> _Exercise_
Copy all of the data that follows without altering a word.

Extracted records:
• • •

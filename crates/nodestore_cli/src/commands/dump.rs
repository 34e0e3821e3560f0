//! Dump command implementation.

use super::{open_store, CliError};
use nodestore_core::NodeRecord;
use nodestore_storage::BackingStore;
use std::path::Path;

/// Reads and decodes one record.
pub fn load(path: &Path, id: &str) -> Result<NodeRecord, CliError> {
    let store = open_store(path)?;
    let txn = store.begin()?;
    let bytes = store.get_record(&txn, id);
    store.abort(txn)?;
    let bytes = bytes?.ok_or_else(|| CliError::UnknownRecord(id.to_string()))?;
    Ok(NodeRecord::decode(&bytes)?)
}

/// Runs the dump command.
pub fn run(path: &Path, id: &str) -> Result<(), CliError> {
    let record = load(path, id)?;
    println!("{}", serde_json::to_string_pretty(&record)?);
    Ok(())
}
//! Concurrent load helpers.
//!
//! Runs many transactors against one manager to exercise cache sharing
//! and write-lock contention.

use nodestore_core::{CoreError, Key, NodeManager, Value};
use std::sync::atomic::{AtomicUsize, Ordering};
use std::sync::Arc;
use std::thread;
use std::time::{Duration, Instant};

/// Result of a stress run.
#[derive(Debug, Clone)]
pub struct StressResult {
    /// Transactions that committed.
    pub committed: usize,
    /// Transactions that lost a write lock and aborted.
    pub conflicts: usize,
    /// Transactions that failed for any other reason.
    pub failed: usize,
    /// Wall-clock duration.
    pub duration: Duration,
}

impl StressResult {
    /// Total transactions attempted.
    pub const fn total(&self) -> usize {
        self.committed + self.conflicts + self.failed
    }
}

/// Configuration for stress runs.
#[derive(Debug, Clone)]
pub struct StressConfig {
    /// Worker threads.
    pub threads: usize,
    /// Transactions per thread.
    pub iterations: usize,
}

impl Default for StressConfig {
    fn default() -> Self {
        Self {
            threads: 4,
            iterations: 50,
        }
    }
}

/// Has every worker read `key` in its own transactions.
///
/// Returns the number of reads that found the node.
pub fn concurrent_reads(nmgr: &Arc<NodeManager>, key: &Key, config: &StressConfig) -> usize {
    let found = Arc::new(AtomicUsize::new(0));
    let handles: Vec<_> = (0..config.threads)
        .map(|i| {
            let nmgr = Arc::clone(nmgr);
            let key = key.clone();
            let found = Arc::clone(&found);
            let iterations = config.iterations;
            thread::spawn(move || {
                let mut tx = nmgr.transactor();
                for n in 0..iterations {
                    tx.begin(&format!("reader-{i}-{n}")).expect("begin");
                    if tx.get(&key).expect("get").is_some() {
                        found.fetch_add(1, Ordering::Relaxed);
                    }
                    tx.commit().expect("commit");
                }
            })
        })
        .collect();
    for h in handles {
        h.join().expect("reader thread panicked");
    }
    found.load(Ordering::Relaxed)
}

/// Has every worker increment the integer property `counter` of `key`.
///
/// Lock conflicts abort the transaction and are counted, not retried.
pub fn concurrent_increments(nmgr: &Arc<NodeManager>, key: &Key, config: &StressConfig) -> StressResult {
    let committed = Arc::new(AtomicUsize::new(0));
    let conflicts = Arc::new(AtomicUsize::new(0));
    let failed = Arc::new(AtomicUsize::new(0));
    let start = Instant::now();

    let handles: Vec<_> = (0..config.threads)
        .map(|i| {
            let nmgr = Arc::clone(nmgr);
            let key = key.clone();
            let (committed, conflicts, failed) =
                (Arc::clone(&committed), Arc::clone(&conflicts), Arc::clone(&failed));
            let iterations = config.iterations;
            thread::spawn(move || {
                let mut tx = nmgr.transactor();
                for n in 0..iterations {
                    let outcome = (|| {
                        tx.begin(&format!("writer-{i}-{n}"))?;
                        let Some(node) = tx.get(&key)? else {
                            return Err(CoreError::invalid_operation("node vanished"));
                        };
                        let current = node.get("counter").and_then(|v| v.as_integer()).unwrap_or(0);
                        tx.set(&node, "counter", Value::Integer(current + 1))?;
                        tx.commit()
                    })();
                    match outcome {
                        Ok(()) => committed.fetch_add(1, Ordering::Relaxed),
                        Err(CoreError::NodeLocked { .. }) => {
                            let _ = tx.abort();
                            conflicts.fetch_add(1, Ordering::Relaxed)
                        }
                        Err(_) => {
                            let _ = tx.abort();
                            failed.fetch_add(1, Ordering::Relaxed)
                        }
                    };
                }
            })
        })
        .collect();
    for h in handles {
        h.join().expect("writer thread panicked");
    }

    StressResult {
        committed: committed.load(Ordering::Relaxed),
        conflicts: conflicts.load(Ordering::Relaxed),
        failed: failed.load(Ordering::Relaxed),
        duration: start.elapsed(),
    }
}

• • •

> _Written answer_
filename crates/nodestore_cli/src/commands/dump.rs
repository 34e0e3821e3560f0
//! Dump command implementation.

use super::{open_store, CliError};
use nodestore_core::NodeRecord;
use nodestore_storage::BackingStore;
use std::path::Path;

/// Reads and decodes one record.
pub fn load(path: &Path, id: &str) -> Result<NodeRecord, CliError> {
    let store = open_store(path)?;
    let txn = store.begin()?;
    let bytes = store.get_record(&txn, id);
    store.abort(txn)?;
    let bytes = bytes?.ok_or_else(|| CliError::UnknownRecord(id.to_string()))?;
    Ok(NodeRecord::decode(&bytes)?)
}

/// Runs the dump command.
pub fn run(path: &Path, id: &str) -> Result<(), CliError> {
    let record = load(path, id)?;
    println!("{}", serde_json::to_string_pretty(&record)?);
    Ok(())
}
//! Concurrent load helpers.
//!
//! Runs many transactors against one manager to exercise cache sharing
//! and write-lock contention.

use nodestore_core::{CoreError, Key, NodeManager, Value};
use std::sync::atomic::{AtomicUsize, Ordering};
use std::sync::Arc;
use std::thread;
use std::time::{Duration, Instant};

/// Result of a stress run.
#[derive(Debug, Clone)]
pub struct StressResult {
    /// Transactions that committed.
    pub committed: usize,
    /// Transactions that lost a write lock and aborted.
    pub conflicts: usize,
    /// Transactions that failed for any other reason.
    pub failed: usize,
    /// Wall-clock duration.
    pub duration: Duration,
}

impl StressResult {
    /// Total transactions attempted.
    pub const fn total(&self) -> usize {
        self.committed + self.conflicts + self.failed
    }
}

/// Configuration for stress runs.
#[derive(Debug, Clone)]
pub struct StressConfig {
    /// Worker threads.
    pub threads: usize,
    /// Transactions per thread.
    pub iterations: usize,
}

impl Default for StressConfig {
    fn default() -> Self {
        Self {
            threads: 4,
            iterations: 50,
        }
    }
}

/// Has every worker read `key` in its own transactions.
///
/// Returns the number of reads that found the node.
pub fn concurrent_reads(nmgr: &Arc<NodeManager>, key: &Key, config: &StressConfig) -> usize {
    let found = Arc::new(AtomicUsize::new(0));
    let handles: Vec<_> = (0..config.threads)
        .map(|i| {
            let nmgr = Arc::clone(nmgr);
            let key = key.clone();
            let found = Arc::clone(&found);
            let iterations = config.iterations;
            thread::spawn(move || {
                let mut tx = nmgr.transactor();
                for n in 0..iterations {
                    tx.begin(&format!("reader-{i}-{n}")).expect("begin");
                    if tx.get(&key).expect("get").is_some() {
                        found.fetch_add(1, Ordering::Relaxed);
                    }
                    tx.commit().expect("commit");
                }
            })
        })
        .collect();
    for h in handles {
        h.join().expect("reader thread panicked");
    }
    found.load(Ordering::Relaxed)
}

/// Has every worker increment the integer property `counter` of `key`.
///
/// Lock conflicts abort the transaction and are counted, not retried.
pub fn concurrent_increments(nmgr: &Arc<NodeManager>, key: &Key, config: &StressConfig) -> StressResult {
    let committed = Arc::new(AtomicUsize::new(0));
    let conflicts = Arc::new(AtomicUsize::new(0));
    let failed = Arc::new(AtomicUsize::new(0));
    let start = Instant::now();

    let handles: Vec<_> = (0..config.threads)
        .map(|i| {
            let nmgr = Arc::clone(nmgr);
            let key = key.clone();
            let (committed, conflicts, failed) =
                (Arc::clone(&committed), Arc::clone(&conflicts), Arc::clone(&failed));
            let iterations = config.iterations;
            thread::spawn(move || {
                let mut tx = nmgr.transactor();
                for n in 0..iterations {
                    let outcome = (|| {
                        tx.begin(&format!("writer-{i}-{n}"))?;
                        let Some(node) = tx.get(&key)? else {
                            return Err(CoreError::invalid_operation("node vanished"));
                        };
                        let current = node.get("counter").and_then(|v| v.as_integer()).unwrap_or(0);
                        tx.set(&node, "counter", Value::Integer(current + 1))?;
                        tx.commit()
                    })();
                    match outcome {
                        Ok(()) => committed.fetch_add(1, Ordering::Relaxed),
                        Err(CoreError::NodeLocked { .. }) => {
                            let _ = tx.abort();
                            conflicts.fetch_add(1, Ordering::Relaxed)
                        }
                        Err(_) => {
                            let _ = tx.abort();
                            failed.fetch_add(1, Ordering::Relaxed)
                        }
                    };
                }
            })
        })
        .collect();
    for h in handles {
        h.join().expect("writer thread panicked");
    }

    StressResult {
        committed: committed.load(Ordering::Relaxed),
        conflicts: conflicts.load(Ordering::Relaxed),
        failed: failed.load(Ordering::Relaxed),
        duration: start.elapsed(),
    }
}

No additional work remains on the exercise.